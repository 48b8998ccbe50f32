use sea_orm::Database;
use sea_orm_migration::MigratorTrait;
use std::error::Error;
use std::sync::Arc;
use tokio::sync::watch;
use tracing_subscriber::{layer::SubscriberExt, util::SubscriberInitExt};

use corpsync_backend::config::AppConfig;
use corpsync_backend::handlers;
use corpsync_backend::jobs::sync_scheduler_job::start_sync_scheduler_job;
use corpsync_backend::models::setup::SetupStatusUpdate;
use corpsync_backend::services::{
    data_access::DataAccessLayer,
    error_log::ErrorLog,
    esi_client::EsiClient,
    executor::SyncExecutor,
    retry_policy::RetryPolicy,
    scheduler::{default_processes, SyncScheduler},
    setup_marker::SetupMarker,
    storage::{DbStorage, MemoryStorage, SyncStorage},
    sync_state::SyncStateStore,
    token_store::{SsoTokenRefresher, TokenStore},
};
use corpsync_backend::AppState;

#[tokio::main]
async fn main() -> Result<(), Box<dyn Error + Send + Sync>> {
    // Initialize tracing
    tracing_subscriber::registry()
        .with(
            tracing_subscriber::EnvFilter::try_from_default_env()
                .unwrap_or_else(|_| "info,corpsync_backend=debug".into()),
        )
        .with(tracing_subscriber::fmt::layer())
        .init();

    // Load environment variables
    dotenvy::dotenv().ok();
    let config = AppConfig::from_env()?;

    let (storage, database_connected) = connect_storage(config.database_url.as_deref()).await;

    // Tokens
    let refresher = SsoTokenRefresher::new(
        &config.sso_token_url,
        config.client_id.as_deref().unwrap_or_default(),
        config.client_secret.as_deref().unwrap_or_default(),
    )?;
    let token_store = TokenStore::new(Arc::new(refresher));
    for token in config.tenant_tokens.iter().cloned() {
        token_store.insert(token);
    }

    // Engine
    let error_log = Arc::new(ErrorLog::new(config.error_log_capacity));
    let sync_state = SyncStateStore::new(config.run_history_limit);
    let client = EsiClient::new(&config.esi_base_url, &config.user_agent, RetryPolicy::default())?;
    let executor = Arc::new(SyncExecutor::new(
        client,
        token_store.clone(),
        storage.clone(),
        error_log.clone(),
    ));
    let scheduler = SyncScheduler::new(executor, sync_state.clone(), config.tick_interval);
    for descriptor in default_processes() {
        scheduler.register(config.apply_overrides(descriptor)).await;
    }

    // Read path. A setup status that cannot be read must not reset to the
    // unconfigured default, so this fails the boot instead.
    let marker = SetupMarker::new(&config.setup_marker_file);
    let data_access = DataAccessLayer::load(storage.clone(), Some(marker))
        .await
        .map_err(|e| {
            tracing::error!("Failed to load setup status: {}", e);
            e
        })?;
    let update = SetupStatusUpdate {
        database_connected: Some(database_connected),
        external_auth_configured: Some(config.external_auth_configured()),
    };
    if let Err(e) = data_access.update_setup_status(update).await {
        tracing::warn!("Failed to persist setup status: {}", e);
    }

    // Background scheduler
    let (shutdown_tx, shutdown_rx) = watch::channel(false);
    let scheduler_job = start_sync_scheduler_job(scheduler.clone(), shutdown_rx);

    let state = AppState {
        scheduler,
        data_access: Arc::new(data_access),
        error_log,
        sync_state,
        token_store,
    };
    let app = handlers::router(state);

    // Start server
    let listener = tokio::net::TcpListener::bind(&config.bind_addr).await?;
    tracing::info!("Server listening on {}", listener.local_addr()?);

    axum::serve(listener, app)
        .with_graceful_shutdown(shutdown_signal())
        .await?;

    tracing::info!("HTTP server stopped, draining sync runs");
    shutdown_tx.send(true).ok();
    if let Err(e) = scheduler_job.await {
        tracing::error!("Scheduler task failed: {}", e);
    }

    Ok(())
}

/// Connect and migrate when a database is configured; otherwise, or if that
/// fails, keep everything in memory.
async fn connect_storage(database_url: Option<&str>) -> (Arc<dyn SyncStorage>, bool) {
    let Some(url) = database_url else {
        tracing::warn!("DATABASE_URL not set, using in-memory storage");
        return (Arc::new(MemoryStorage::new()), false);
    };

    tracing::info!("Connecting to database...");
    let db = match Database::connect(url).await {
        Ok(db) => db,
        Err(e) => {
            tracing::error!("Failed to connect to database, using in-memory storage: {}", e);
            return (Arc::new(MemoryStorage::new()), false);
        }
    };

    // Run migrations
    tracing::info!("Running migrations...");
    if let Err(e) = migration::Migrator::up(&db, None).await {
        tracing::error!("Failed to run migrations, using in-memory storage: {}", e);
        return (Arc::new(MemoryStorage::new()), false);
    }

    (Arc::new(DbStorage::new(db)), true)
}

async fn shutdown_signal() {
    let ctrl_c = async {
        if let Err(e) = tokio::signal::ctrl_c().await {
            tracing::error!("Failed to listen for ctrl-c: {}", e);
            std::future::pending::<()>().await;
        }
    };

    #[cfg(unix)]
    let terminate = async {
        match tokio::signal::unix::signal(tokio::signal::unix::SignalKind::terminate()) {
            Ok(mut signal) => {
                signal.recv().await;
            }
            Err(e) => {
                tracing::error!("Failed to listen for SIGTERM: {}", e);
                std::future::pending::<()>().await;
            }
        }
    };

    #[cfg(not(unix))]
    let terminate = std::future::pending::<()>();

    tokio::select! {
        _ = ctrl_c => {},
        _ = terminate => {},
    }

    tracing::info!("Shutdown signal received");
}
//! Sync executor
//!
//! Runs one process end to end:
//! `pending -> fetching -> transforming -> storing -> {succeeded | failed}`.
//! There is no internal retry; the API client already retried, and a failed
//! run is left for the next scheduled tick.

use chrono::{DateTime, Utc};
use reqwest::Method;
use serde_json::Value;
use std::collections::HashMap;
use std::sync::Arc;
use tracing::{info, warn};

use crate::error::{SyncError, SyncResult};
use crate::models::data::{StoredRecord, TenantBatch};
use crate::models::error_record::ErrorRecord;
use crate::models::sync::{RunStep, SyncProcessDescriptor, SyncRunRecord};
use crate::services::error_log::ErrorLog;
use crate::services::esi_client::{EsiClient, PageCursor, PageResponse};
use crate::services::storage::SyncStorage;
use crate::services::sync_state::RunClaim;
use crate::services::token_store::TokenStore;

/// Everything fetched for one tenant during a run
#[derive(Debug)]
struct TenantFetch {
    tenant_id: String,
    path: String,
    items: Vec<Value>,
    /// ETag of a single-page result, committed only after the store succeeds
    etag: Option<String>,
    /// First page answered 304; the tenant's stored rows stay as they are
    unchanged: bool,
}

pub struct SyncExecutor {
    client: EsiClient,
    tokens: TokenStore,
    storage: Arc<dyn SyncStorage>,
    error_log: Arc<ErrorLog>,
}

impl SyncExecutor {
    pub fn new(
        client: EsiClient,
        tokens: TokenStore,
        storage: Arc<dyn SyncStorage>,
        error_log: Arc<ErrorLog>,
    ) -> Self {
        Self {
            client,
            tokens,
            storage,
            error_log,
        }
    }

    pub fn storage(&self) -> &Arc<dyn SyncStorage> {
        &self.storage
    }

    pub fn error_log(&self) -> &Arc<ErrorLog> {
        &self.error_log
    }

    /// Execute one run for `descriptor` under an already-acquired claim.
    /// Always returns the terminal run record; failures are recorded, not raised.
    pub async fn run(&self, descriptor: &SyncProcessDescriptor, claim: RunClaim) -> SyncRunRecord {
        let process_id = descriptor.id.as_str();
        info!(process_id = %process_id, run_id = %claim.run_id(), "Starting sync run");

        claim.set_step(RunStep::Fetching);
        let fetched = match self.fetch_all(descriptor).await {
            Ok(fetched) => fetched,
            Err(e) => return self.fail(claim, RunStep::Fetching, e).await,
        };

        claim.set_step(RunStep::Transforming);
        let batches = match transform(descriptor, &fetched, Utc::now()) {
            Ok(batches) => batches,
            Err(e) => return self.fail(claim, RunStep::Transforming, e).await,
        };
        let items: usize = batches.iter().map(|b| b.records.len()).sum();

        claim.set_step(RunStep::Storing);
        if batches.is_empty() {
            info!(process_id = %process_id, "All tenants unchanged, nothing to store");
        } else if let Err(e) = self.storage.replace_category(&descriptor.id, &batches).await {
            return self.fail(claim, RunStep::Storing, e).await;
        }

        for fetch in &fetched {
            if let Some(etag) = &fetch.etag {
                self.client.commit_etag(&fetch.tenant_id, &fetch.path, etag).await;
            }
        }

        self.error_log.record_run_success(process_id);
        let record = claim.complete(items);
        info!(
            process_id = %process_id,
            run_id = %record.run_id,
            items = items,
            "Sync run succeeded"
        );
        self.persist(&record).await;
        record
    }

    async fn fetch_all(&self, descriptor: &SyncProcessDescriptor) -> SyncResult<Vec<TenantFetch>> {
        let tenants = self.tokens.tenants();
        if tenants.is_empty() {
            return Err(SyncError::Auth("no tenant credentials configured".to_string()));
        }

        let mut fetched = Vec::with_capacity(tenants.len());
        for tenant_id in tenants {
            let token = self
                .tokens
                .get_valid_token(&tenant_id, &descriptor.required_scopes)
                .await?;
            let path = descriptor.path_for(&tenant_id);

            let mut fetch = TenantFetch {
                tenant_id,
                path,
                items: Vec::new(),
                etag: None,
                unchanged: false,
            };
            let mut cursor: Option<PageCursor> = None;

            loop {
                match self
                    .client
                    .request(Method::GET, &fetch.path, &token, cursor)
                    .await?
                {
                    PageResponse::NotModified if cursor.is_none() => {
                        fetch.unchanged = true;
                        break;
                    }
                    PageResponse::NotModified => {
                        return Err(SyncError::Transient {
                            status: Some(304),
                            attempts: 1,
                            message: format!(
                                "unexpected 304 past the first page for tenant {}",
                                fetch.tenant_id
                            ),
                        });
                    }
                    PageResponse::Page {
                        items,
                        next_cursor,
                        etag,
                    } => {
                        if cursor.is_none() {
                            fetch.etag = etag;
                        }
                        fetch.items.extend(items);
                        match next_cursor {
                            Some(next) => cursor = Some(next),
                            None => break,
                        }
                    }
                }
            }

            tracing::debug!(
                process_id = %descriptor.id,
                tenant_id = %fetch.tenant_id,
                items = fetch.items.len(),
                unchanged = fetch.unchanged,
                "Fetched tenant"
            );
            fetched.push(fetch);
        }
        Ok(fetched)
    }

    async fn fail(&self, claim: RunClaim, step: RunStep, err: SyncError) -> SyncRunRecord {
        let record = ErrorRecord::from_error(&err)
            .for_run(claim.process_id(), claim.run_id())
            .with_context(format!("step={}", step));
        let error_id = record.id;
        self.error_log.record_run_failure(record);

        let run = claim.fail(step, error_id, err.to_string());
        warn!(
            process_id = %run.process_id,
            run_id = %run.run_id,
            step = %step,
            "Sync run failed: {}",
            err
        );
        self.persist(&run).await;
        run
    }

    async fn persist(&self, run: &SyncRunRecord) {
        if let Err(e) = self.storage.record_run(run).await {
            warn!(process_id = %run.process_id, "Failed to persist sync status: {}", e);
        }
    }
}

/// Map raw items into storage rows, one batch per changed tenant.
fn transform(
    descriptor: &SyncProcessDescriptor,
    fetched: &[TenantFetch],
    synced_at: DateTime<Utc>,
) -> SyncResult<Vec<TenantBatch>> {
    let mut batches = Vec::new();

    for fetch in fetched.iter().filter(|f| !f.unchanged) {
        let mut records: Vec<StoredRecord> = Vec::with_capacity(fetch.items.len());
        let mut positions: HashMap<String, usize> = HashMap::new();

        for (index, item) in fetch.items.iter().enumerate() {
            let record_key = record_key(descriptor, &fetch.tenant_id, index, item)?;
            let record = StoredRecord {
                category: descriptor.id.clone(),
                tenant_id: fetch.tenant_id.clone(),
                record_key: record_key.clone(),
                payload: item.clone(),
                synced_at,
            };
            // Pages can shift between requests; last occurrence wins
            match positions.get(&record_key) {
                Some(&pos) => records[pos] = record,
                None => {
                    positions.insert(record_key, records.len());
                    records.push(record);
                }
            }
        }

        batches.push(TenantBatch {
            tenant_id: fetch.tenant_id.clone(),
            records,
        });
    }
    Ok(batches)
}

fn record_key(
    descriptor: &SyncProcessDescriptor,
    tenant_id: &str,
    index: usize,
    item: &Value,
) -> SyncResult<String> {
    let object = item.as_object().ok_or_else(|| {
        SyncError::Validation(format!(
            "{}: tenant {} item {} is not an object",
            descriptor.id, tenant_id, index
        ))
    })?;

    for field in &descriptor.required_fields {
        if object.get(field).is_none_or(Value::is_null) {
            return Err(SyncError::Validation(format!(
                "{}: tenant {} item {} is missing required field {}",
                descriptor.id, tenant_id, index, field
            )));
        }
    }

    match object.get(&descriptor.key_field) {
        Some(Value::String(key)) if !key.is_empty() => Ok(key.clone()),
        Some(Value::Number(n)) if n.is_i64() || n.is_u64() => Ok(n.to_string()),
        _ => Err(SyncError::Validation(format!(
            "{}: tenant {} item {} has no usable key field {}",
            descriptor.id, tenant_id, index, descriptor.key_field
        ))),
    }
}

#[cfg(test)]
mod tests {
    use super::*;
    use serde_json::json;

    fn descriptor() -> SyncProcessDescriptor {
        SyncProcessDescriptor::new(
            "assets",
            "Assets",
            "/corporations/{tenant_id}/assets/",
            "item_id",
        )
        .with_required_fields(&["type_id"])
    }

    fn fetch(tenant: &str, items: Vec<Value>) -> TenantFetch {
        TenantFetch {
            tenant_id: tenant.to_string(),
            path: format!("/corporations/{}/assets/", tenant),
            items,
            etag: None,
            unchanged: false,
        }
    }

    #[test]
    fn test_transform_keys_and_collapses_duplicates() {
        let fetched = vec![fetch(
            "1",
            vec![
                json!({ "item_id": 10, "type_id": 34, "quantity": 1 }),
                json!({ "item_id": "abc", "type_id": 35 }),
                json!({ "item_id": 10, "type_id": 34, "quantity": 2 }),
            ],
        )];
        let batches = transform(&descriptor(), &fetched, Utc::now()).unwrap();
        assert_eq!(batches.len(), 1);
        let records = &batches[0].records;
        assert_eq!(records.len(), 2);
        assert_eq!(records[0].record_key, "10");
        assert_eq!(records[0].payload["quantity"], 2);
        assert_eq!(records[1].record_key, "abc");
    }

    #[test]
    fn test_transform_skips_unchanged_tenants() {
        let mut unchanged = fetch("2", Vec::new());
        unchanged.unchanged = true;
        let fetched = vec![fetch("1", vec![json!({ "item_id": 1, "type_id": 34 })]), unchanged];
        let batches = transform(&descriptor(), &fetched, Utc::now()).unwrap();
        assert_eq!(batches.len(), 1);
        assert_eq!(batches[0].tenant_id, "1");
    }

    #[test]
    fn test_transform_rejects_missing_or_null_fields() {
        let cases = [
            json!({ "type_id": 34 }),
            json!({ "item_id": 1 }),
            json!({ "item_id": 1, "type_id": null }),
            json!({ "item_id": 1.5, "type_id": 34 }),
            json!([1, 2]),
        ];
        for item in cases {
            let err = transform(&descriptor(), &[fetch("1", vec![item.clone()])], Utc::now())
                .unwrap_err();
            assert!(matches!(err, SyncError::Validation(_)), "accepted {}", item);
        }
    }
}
········
Please, from the entries above, set down exactly the lines from the one containing "async fn main()" through the one containing "tracing_subscriber::EnvFilter::try_from_default_env()", and only those.

**The completed task**
async fn main() -> Result<(), Box<dyn Error + Send + Sync>> {
    // Initialize tracing
    tracing_subscriber::registry()
        .with(
            tracing_subscriber::EnvFilter::try_from_default_env()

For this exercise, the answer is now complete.